Now the light was still shining, and the world did not need to think about the coming darkness: ‘Those who walk during the day do not stumble’, Jesus acknowledges (John 11.9). But just as certain as the midday sun, was the dark of midnight: ‘There are only twelve hours of daylight’, Jesus cautioned his hearers (John 11.9). Yet even though God’s light would not shine forever, those who had heard Jesus’ voice would be kept safe: ‘I have come so that they may have life, and have it in abundance’, Jesus tells them (John 10.10). And the way by which they would be kept safe, Jesus told, was by choosing to follow him as their guide, their light, through life.
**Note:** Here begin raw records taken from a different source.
//! Module-private data store trait.
//!
//! Defines the interface for module-scoped key-value storage.
//! Implementations live in chirpbot-infra.

use chirpbot_types::error::RepositoryError;

/// Trait for module-scoped key-value persistent storage.
///
/// Stores arbitrary JSON values keyed by module name and string key. The
/// router never reads these rows; they exist so modules can keep state
/// without touching the store directly.
pub trait ModuleDataRepository: Send + Sync {
    /// Get a value by key. Returns None if the key does not exist.
    fn get_module_data(
        &self,
        module: &str,
        key: &str,
    ) -> impl std::future::Future<Output = Result<Option<serde_json::Value>, RepositoryError>> + Send;

    /// Set a value for a key (upsert).
    fn set_module_data(
        &self,
        module: &str,
        key: &str,
        value: &serde_json::Value,
    ) -> impl std::future::Future<Output = Result<(), RepositoryError>> + Send;

    /// Delete a key. No-op if key does not exist.
    fn delete_module_data(
        &self,
        module: &str,
        key: &str,
    ) -> impl std::future::Future<Output = Result<(), RepositoryError>> + Send;

    /// List all keys for a module.
    fn list_module_keys(
        &self,
        module: &str,
    ) -> impl std::future::Future<Output = Result<Vec<String>, RepositoryError>> + Send;
}
//! Affinity lookup command.

use anyhow::Result;
use console::style;

use chirpbot_core::repository::FriendRepository;

use crate::state::AppState;

/// Show the affinity record for `user_id` without creating one.
pub async fn show_friend(state: &AppState, user_id: &str, json: bool) -> Result<()> {
    let record = state.store.find_friend(user_id).await?;

    if json {
        println!("{}", serde_json::to_string_pretty(&record)?);
        return Ok(());
    }

    println!();
    match record {
        Some(record) => {
            let name = record
                .user
                .as_ref()
                .map(|u| u.acct())
                .unwrap_or_else(|| record.user_id.clone());
            println!("  {} {}", style("Friend").bold(), style(name).cyan());
            println!("  Affinity:   {}", style(format!("{:.2}", record.affinity)).bold());
            println!("  First seen: {}", record.created_at.to_rfc3339());
            println!("  Updated:    {}", record.updated_at.to_rfc3339());
        }
        None => {
            println!(
                "  {} No affinity recorded for '{}'.",
                style("i").blue().bold(),
                style(user_id).cyan(),
            );
        }
    }
    println!();

    Ok(())
}
//! Conversation context table.

use chirpbot_core::repository::ContextRepository;
use chirpbot_types::Payload;
use chirpbot_types::context::{ContextTarget, ConversationContext};
use chirpbot_types::error::RepositoryError;
use sqlx::Row;
use uuid::Uuid;

use super::store::{SqliteStore, format_datetime, from_json_opt, parse_datetime, query_err, to_json};

struct ContextRow {
    id: String,
    is_dm: bool,
    target_id: String,
    module: String,
    key: Option<String>,
    data: Option<String>,
    created_at: String,
}

impl ContextRow {
    fn from_row(row: &sqlx::sqlite::SqliteRow) -> Result<Self, sqlx::Error> {
        Ok(Self {
            id: row.try_get("id")?,
            is_dm: row.try_get("is_dm")?,
            target_id: row.try_get("target_id")?,
            module: row.try_get("module")?,
            key: row.try_get("key")?,
            data: row.try_get("data")?,
            created_at: row.try_get("created_at")?,
        })
    }

    fn into_context(self) -> Result<ConversationContext, RepositoryError> {
        let id = Uuid::parse_str(&self.id)
            .map_err(|e| RepositoryError::Query(format!("invalid context id: {e}")))?;
        let data: Option<Payload> = from_json_opt(self.data)?;

        Ok(ConversationContext {
            id,
            target: ContextTarget::new(self.is_dm, self.target_id),
            module: self.module,
            key: self.key,
            data,
            created_at: parse_datetime(&self.created_at)?,
        })
    }
}

impl ContextRepository for SqliteStore {
    async fn insert_context(&self, context: &ConversationContext) -> Result<(), RepositoryError> {
        let data = context.data.as_ref().map(to_json).transpose()?;

        sqlx::query(
            r#"INSERT INTO contexts (id, is_dm, target_id, module, key, data, created_at)
               VALUES (?, ?, ?, ?, ?, ?, ?)"#,
        )
        .bind(context.id.to_string())
        .bind(context.target.is_dm())
        .bind(context.target.id())
        .bind(&context.module)
        .bind(&context.key)
        .bind(data)
        .bind(format_datetime(&context.created_at))
        .execute(&self.pool.writer)
        .await
        .map_err(query_err)?;

        Ok(())
    }

    async fn find_context(
        &self,
        target: &ContextTarget,
    ) -> Result<Option<ConversationContext>, RepositoryError> {
        let row = sqlx::query(
            "SELECT * FROM contexts WHERE is_dm = ? AND target_id = ? ORDER BY seq LIMIT 1",
        )
        .bind(target.is_dm())
        .bind(target.id())
        .fetch_optional(&self.pool.reader)
        .await
        .map_err(query_err)?;

        row.map(|row| ContextRow::from_row(&row).map_err(query_err)?.into_context())
            .transpose()
    }

    async fn remove_contexts(&self, module: &str, key: Option<&str>) -> Result<u64, RepositoryError> {
        // `IS` so a NULL key matches only NULL keys.
        let result = sqlx::query("DELETE FROM contexts WHERE module = ? AND key IS ?")
            .bind(module)
            .bind(key)
            .execute(&self.pool.writer)
            .await
            .map_err(query_err)?;

        Ok(result.rows_affected())
    }

    async fn list_contexts(&self) -> Result<Vec<ConversationContext>, RepositoryError> {
        let rows = sqlx::query("SELECT * FROM contexts ORDER BY seq")
            .fetch_all(&self.pool.reader)
            .await
            .map_err(query_err)?;

        rows.iter()
            .map(|row| ContextRow::from_row(row).map_err(query_err)?.into_context())
            .collect()
    }
}

#[cfg(test)]
mod tests {
    use super::*;
    use crate::sqlite::store::test_support::test_store;
    use serde_json::json;

    fn context(module: &str, key: Option<&str>, is_dm: bool, id: &str) -> ConversationContext {
        ConversationContext::new(module, key.map(str::to_string), ContextTarget::new(is_dm, id), None)
    }

    #[tokio::test]
    async fn test_insert_and_find_roundtrip() {
        let store = test_store().await;
        let mut ctx = context("quiz", Some("q1"), false, "n1");
        ctx.data = Some(json!({"answer": 42}));
        store.insert_context(&ctx).await.unwrap();

        let found = store
            .find_context(&ContextTarget::Note("n1".into()))
            .await
            .unwrap()
            .unwrap();

        assert_eq!(found.id, ctx.id);
        assert_eq!(found.key.as_deref(), Some("q1"));
        assert_eq!(found.data, Some(json!({"answer": 42})));
    }

    #[tokio::test]
    async fn test_direct_and_note_targets_are_distinct() {
        let store = test_store().await;
        store.insert_context(&context("quiz", None, true, "same")).await.unwrap();

        assert!(store.find_context(&ContextTarget::Note("same".into())).await.unwrap().is_none());
        assert!(store.find_context(&ContextTarget::Direct("same".into())).await.unwrap().is_some());
    }

    #[tokio::test]
    async fn test_duplicates_return_oldest() {
        let store = test_store().await;
        store.insert_context(&context("first", None, false, "n1")).await.unwrap();
        store.insert_context(&context("second", None, false, "n1")).await.unwrap();

        let found = store
            .find_context(&ContextTarget::Note("n1".into()))
            .await
            .unwrap()
            .unwrap();
        assert_eq!(found.module, "first");
    }

    #[tokio::test]
    async fn test_remove_by_module_and_key() {
        let store = test_store().await;
        store.insert_context(&context("quiz", Some("k"), false, "n1")).await.unwrap();
        store.insert_context(&context("quiz", Some("k"), true, "u1")).await.unwrap();
        store.insert_context(&context("quiz", None, false, "n2")).await.unwrap();
        store.insert_context(&context("other", Some("k"), false, "n3")).await.unwrap();

        assert_eq!(store.remove_contexts("quiz", Some("k")).await.unwrap(), 2);
        assert_eq!(store.remove_contexts("quiz", None).await.unwrap(), 1);

        let left = store.list_contexts().await.unwrap();
        assert_eq!(left.len(), 1);
        assert_eq!(left[0].module, "other");
    }
}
For following Jesus was as if they had a good shepherd to guide them on their ways. Was as if they had someone to walk with them when the darkness rises. Someone to ensure that their steps are kept safe, even though it was certain that the ‘darkness will overtake them’ (John 12.35). Jesus cautioned that that those who walk in darkness without the light would lose their way: ‘they do not know where they are going’ (John 12.35). Those who have the Good Shepherd, on the other hand, would be able to walk even through the darkest places: ‘I have come as light into the world’, Jesus assures his followers, ‘so that everyone who believes in me should not remain in darkness’ (John 12.46).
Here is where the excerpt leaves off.